■ **Exercise**
Lines from the first one down to the one containing "pub const SOCKET_ENV: &str" in the data below are the only ones needed; please return them exactly, both ends included.
-- Data section follows --
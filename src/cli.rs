//! Command-line interface for tether.
//!
//! Parsing lives here together with the translation of parsed arguments
//! into protocol requests, so both can be tested without a server.

use crate::escape::{EscapeError, unescape};
use crate::glob::{GlobError, glob_to_regex};
use crate::protocol::{ExpectFlags, PassRequest, Request, SessionInfo, Settings, Subcommand};
use crate::transport::MAX_SEND_SIZE;
use clap::{Args, Parser};
use std::fmt::Write as _;
use std::path::PathBuf;
use thiserror::Error;

/// Environment variable naming the socket, also removed from the child.
pub const SOCKET_ENV: &str = "TETHER_SOCKET";

/// Bad arguments found after parsing.
#[derive(Debug, Error)]
pub enum UsageError {
    #[error("{0}")]
    Escape(#[from] EscapeError),

    #[error("bad glob: {0}")]
    Glob(#[from] GlobError),

    #[error("pattern must not contain NUL")]
    Nul,

    #[error("pattern is not valid UTF-8 after unescaping")]
    Encoding,

    #[error("send: data length must be <= {MAX_SEND_SIZE}, got {0}")]
    TooLarge(usize),

    #[error("send: invalid hex: {0}")]
    Hex(#[from] hex::FromHexError),

    #[error("send: environment variable {0} is not set")]
    MissingEnv(String),

    #[error("send: cannot read {}: {source}", path.display())]
    File {
        path: PathBuf,
        #[source]
        source: std::io::Error,
    },

    #[error("set: nothing to set")]
    NothingToSet,

    #[error("--term cannot be empty")]
    EmptyTerm,
}

/// Control an interactive program from the shell.
#[derive(Debug, Parser)]
#[command(name = "tether", version, about)]
pub struct Cli {
    /// Path to the Unix socket.
    #[arg(long, global = true, env = SOCKET_ENV, value_name = "PATH")]
    pub sock: Option<PathBuf>,

    /// Log debug output to stderr; `spawn` stays in the foreground.
    #[arg(long, global = true)]
    pub debug: bool,

    #[command(subcommand)]
    pub command: Command,
}

#[derive(Debug, clap::Subcommand)]
pub enum Command {
    /// Start a server running COMMAND on a new PTY.
    #[command(visible_alias = "sp")]
    Spawn(SpawnArgs),

    /// Wait for output matching a pattern.
    #[command(visible_aliases = ["exp", "ex", "x"])]
    Expect(ExpectArgs),

    /// Send data to the child.
    #[command(visible_alias = "s")]
    Send(SendArgs),

    /// Connect the terminal to the child.
    #[command(visible_alias = "i")]
    Interact {
        /// Show the last N lines of earlier output first.
        #[arg(long, value_name = "N")]
        lookback: Option<i32>,

        /// Do not detach on Ctrl-].
        #[arg(long)]
        no_detach: bool,
    },

    /// Wait for the child to exit; exits with its status.
    #[command(visible_alias = "w")]
    Wait,

    /// Print text saved by the last successful expect.
    #[command(name = "expect-out", visible_aliases = ["expect_out", "out"])]
    ExpectOut {
        /// 0 for the whole match, 1-9 for subexpressions.
        #[arg(long, short, default_value_t = 0)]
        index: i32,
    },

    /// Close the child's PTY.
    #[command(visible_alias = "c")]
    Close,

    /// Send a signal to the child.
    #[command(visible_alias = "k")]
    Kill {
        /// Signal name (TERM, SIGTERM, term) or number.
        #[arg(long, short, default_value = "TERM", value_parser = parse_signal)]
        signal: i32,
    },

    /// Change session parameters.
    Set(SetArgs),

    /// Show session parameters.
    Get(GetArgs),

    /// Check which error an exit code stands for.
    #[command(visible_aliases = ["chk", "ck"])]
    Chkerr {
        /// Exit code of an earlier command.
        #[arg(long, value_name = "NUM")]
        errno: i32,

        /// Error class to compare with.
        #[arg(long = "is", value_enum)]
        is: ErrorClass,
    },
}

#[derive(Debug, Clone, Copy, PartialEq, Eq, clap::ValueEnum)]
pub enum ErrorClass {
    Eof,
    Timeout,
}

#[derive(Debug, Args)]
pub struct SpawnArgs {
    /// Exit the server as soon as the child exits.
    #[arg(long)]
    pub autowait: bool,

    /// Close the PTY once the child has exited.
    #[arg(long, visible_alias = "cloexit")]
    pub close_on_exit: bool,

    /// Discard output while no client is connected.
    #[arg(long)]
    pub discard: bool,

    /// Copy all child output to FILE.
    #[arg(long, visible_alias = "logf", value_name = "FILE")]
    pub logfile: Option<PathBuf>,

    /// Append to the log file instead of truncating it.
    #[arg(long, requires = "logfile")]
    pub append: bool,

    /// Make the child ignore SIGHUP.
    #[arg(long)]
    pub nohup: bool,

    /// Value of TERM for the child.
    #[arg(long, short = 'T')]
    pub term: Option<String>,

    /// Default expect timeout in seconds.
    #[arg(long, short = 't', default_value_t = crate::server::DEFAULT_TIMEOUT, allow_negative_numbers = true)]
    pub timeout: i32,

    /// Exit the server after N seconds; 0 disables.
    #[arg(long, default_value_t = 0, allow_negative_numbers = true)]
    pub ttl: i32,

    /// Exit the server after N idle seconds; 0 disables.
    #[arg(long, default_value_t = 0, allow_negative_numbers = true)]
    pub idle: i32,

    /// Exit N seconds after the child exits and nobody waits for it.
    #[arg(long, default_value_t = -1, allow_negative_numbers = true)]
    pub zombie_idle: i32,

    /// Command and arguments.
    #[arg(required = true, trailing_var_arg = true, allow_hyphen_values = true)]
    pub cmd: Vec<String>,
}

impl SpawnArgs {
    pub fn validate(&self) -> Result<(), UsageError> {
        if self.term.as_deref() == Some("") {
            return Err(UsageError::EmptyTerm);
        }
        Ok(())
    }
}

#[derive(Debug, Args)]
#[command(group(clap::ArgGroup::new("mode").multiple(false)))]
pub struct ExpectArgs {
    /// Match the exact string.
    #[arg(long, short = 'e', group = "mode")]
    pub exact: Option<String>,

    /// Match a glob pattern.
    #[arg(long, group = "mode")]
    pub glob: Option<String>,

    /// Match an extended regular expression.
    #[arg(long, group = "mode")]
    pub re: Option<String>,

    /// Wait for end of file.
    #[arg(long, group = "mode")]
    pub eof: bool,

    /// Ignore case.
    #[arg(long, short = 'i')]
    pub icase: bool,

    /// Decode C-style escapes in the pattern.
    #[arg(long, short = 'c')]
    pub cstring: bool,

    /// Show the last N lines of earlier output first.
    #[arg(long, value_name = "N")]
    pub lookback: Option<i32>,

    /// Seconds to wait; negative waits forever.
    #[arg(long, short = 't', allow_negative_numbers = true)]
    pub timeout: Option<i32>,

    /// Do not save subexpression matches.
    #[arg(long)]
    pub nosub: bool,
}

impl ExpectArgs {
    fn pattern(&self, raw: &str) -> Result<Vec<u8>, UsageError> {
        let bytes = if self.cstring {
            unescape(raw)?
        } else {
            raw.as_bytes().to_vec()
        };
        if bytes.contains(&0) {
            return Err(UsageError::Nul);
        }
        Ok(bytes)
    }

    /// Build the `PASS` request. Without a mode this peeks at whatever
    /// output is already there.
    pub fn request(&self) -> Result<Request, UsageError> {
        let mut flags = ExpectFlags::empty();
        let mut timeout = self.timeout;
        let pattern = if let Some(exact) = &self.exact {
            flags |= ExpectFlags::EXACT;
            Some(self.pattern(exact)?)
        } else if let Some(glob) = &self.glob {
            flags |= ExpectFlags::ERE;
            let glob = String::from_utf8(self.pattern(glob)?).map_err(|_| UsageError::Encoding)?;
            Some(glob_to_regex(&glob)?.into_bytes())
        } else if let Some(re) = &self.re {
            flags |= ExpectFlags::ERE;
            Some(self.pattern(re)?)
        } else if self.eof {
            flags |= ExpectFlags::EOF;
            None
        } else {
            flags |= ExpectFlags::ERE;
            timeout = timeout.or(Some(0));
            Some(b".*".to_vec())
        };

        if self.icase {
            flags |= ExpectFlags::ICASE;
        }
        if self.nosub {
            flags |= ExpectFlags::NOSUB;
        }
        Ok(Request::Pass(PassRequest {
            subcommand: Subcommand::Expect,
            flags,
            pattern,
            timeout,
            lookback: self.lookback,
        }))
    }
}

#[derive(Debug, Args)]
#[command(group(clap::ArgGroup::new("source").multiple(false)))]
pub struct SendArgs {
    /// Data to send.
    #[arg(group = "source", allow_hyphen_values = true)]
    pub data: Option<String>,

    /// Read the data from FILE.
    #[arg(long, short = 'f', group = "source", value_name = "FILE")]
    pub file: Option<PathBuf>,

    /// Take the data from environment variable VAR.
    #[arg(long, group = "source", value_name = "VAR")]
    pub env: Option<String>,

    /// Decode C-style escapes.
    #[arg(long, short = 'c', conflicts_with = "hex")]
    pub cstring: bool,

    /// The data is hex encoded.
    #[arg(long, conflicts_with = "file")]
    pub hex: bool,

    /// Append a carriage return.
    #[arg(long, visible_alias = "cr")]
    pub enter: bool,
}

impl SendArgs {
    /// The bytes to write to the child.
    pub fn payload(&self) -> Result<Vec<u8>, UsageError> {
        let mut data = if let Some(path) = &self.file {
            std::fs::read(path).map_err(|source| UsageError::File {
                path: path.clone(),
                source,
            })?
        } else {
            let text = match &self.env {
                Some(var) => std::env::var(var).map_err(|_| UsageError::MissingEnv(var.clone()))?,
                None => self.data.clone().unwrap_or_default(),
            };
            if self.hex {
                hex::decode(text.trim())?
            } else if self.cstring {
                unescape(&text)?
            } else {
                text.into_bytes()
            }
        };
        if self.enter {
            data.push(b'\r');
        }
        if data.len() > MAX_SEND_SIZE {
            return Err(UsageError::TooLarge(data.len()));
        }
        Ok(data)
    }
}

#[derive(Debug, Args)]
pub struct SetArgs {
    /// Exit the server as soon as the child exits.
    #[arg(long, value_name = "FLAG", value_parser = parse_flag)]
    pub autowait: Option<bool>,

    /// Discard output while no client is connected.
    #[arg(long, value_name = "FLAG", value_parser = parse_flag)]
    pub discard: Option<bool>,

    /// Default expect timeout in seconds.
    #[arg(long, short = 't', allow_negative_numbers = true)]
    pub timeout: Option<i32>,

    /// Server lifetime in seconds; 0 disables.
    #[arg(long, allow_negative_numbers = true)]
    pub ttl: Option<i32>,

    /// Idle limit in seconds; 0 disables.
    #[arg(long, allow_negative_numbers = true)]
    pub idle: Option<i32>,
}

impl SetArgs {
    pub fn request(&self) -> Result<Request, UsageError> {
        let settings = Settings {
            autowait: self.autowait,
            nonblock: self.discard,
            timeout: self.timeout,
            ttl: self.ttl.map(|n| n.max(0)),
            idle: self.idle.map(|n| n.max(0)),
        };
        if settings.is_empty() {
            return Err(UsageError::NothingToSet);
        }
        Ok(Request::Set(settings))
    }
}

#[derive(Debug, Args)]
#[allow(clippy::struct_excessive_bools)] // one switch per field
pub struct GetArgs {
    /// Show everything, labelled (the default).
    #[arg(long, short = 'a')]
    pub all: bool,

    #[arg(long)]
    pub autowait: bool,

    #[arg(long)]
    pub discard: bool,

    /// Child PID.
    #[arg(long)]
    pub pid: bool,

    /// Server PID.
    #[arg(long)]
    pub ppid: bool,

    /// Child's terminal device.
    #[arg(long)]
    pub tty: bool,

    #[arg(long)]
    pub timeout: bool,

    #[arg(long)]
    pub ttl: bool,

    #[arg(long)]
    pub idle: bool,

    /// Print JSON.
    #[arg(long)]
    pub json: bool,
}

impl GetArgs {
    const fn any_field(&self) -> bool {
        self.autowait
            || self.discard
            || self.pid
            || self.ppid
            || self.tty
            || self.timeout
            || self.ttl
            || self.idle
    }

    /// Format `info` as requested.
    pub fn render(&self, info: &SessionInfo) -> Result<String, serde_json::Error> {
        if self.json {
            let mut out = serde_json::to_string_pretty(info)?;
            out.push('\n');
            return Ok(out);
        }

        let all = self.all || !self.any_field();
        let label = |text: &'static str| if all { text } else { "" };
        let mut out = String::new();
        let mut line = |wanted: bool, name: &'static str, value: &dyn std::fmt::Display| {
            if all || wanted {
                let _ = writeln!(out, "{}{value}", label(name));
            }
        };
        line(self.tty, "       TTY: ", &info.pts_name);
        line(self.pid, " Child PID: ", &info.pid);
        line(self.ppid, "Parent PID: ", &info.ppid);
        line(self.ttl, "       TTL: ", &info.ttl);
        line(self.idle, "      Idle: ", &info.idle);
        line(self.timeout, "   Timeout: ", &info.timeout);
        line(self.autowait, "  Autowait: ", &u8::from(info.autowait));
        line(self.discard, "  Nonblock: ", &u8::from(info.nonblock));
        Ok(out)
    }
}

/// Parse a boolean setting: `1`/`0`, `on`/`off`, `true`/`false`, `yes`/`no`.
pub fn parse_flag(s: &str) -> Result<bool, String> {
    match s.to_ascii_lowercase().as_str() {
        "1" | "on" | "true" | "yes" => Ok(true),
        "0" | "off" | "false" | "no" => Ok(false),
        _ => Err(format!("invalid flag '{s}', expected 0/1/on/off")),
    }
}

/// Parse a signal name (with or without `SIG`, any case) or number.
pub fn parse_signal(s: &str) -> Result<i32, String> {
    if let Ok(n) = s.parse::<i32>() {
        return Ok(n);
    }
    let upper = s.to_ascii_uppercase();
    let name = upper.strip_prefix("SIG").unwrap_or(&upper);
    let signal = match name {
        "CONT" => libc::SIGCONT,
        "HUP" => libc::SIGHUP,
        "INT" => libc::SIGINT,
        "KILL" => libc::SIGKILL,
        "QUIT" => libc::SIGQUIT,
        "STOP" => libc::SIGSTOP,
        "TERM" => libc::SIGTERM,
        "USR1" => libc::SIGUSR1,
        "USR2" => libc::SIGUSR2,
        _ => return Err(format!("unknown signal: {s}")),
    };
    Ok(signal)
}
-- Data section concluded --
■ **Solution below**
filename src/cli.rs
//! Command-line interface for tether.
//!
//! Parsing lives here together with the translation of parsed arguments
//! into protocol requests, so both can be tested without a server.

use crate::escape::{EscapeError, unescape};
use crate::glob::{GlobError, glob_to_regex};
use crate::protocol::{ExpectFlags, PassRequest, Request, SessionInfo, Settings, Subcommand};
use crate::transport::MAX_SEND_SIZE;
use clap::{Args, Parser};
use std::fmt::Write as _;
use std::path::PathBuf;
use thiserror::Error;

/// Environment variable naming the socket, also removed from the child.
pub const SOCKET_ENV: &str = "TETHER_SOCKET";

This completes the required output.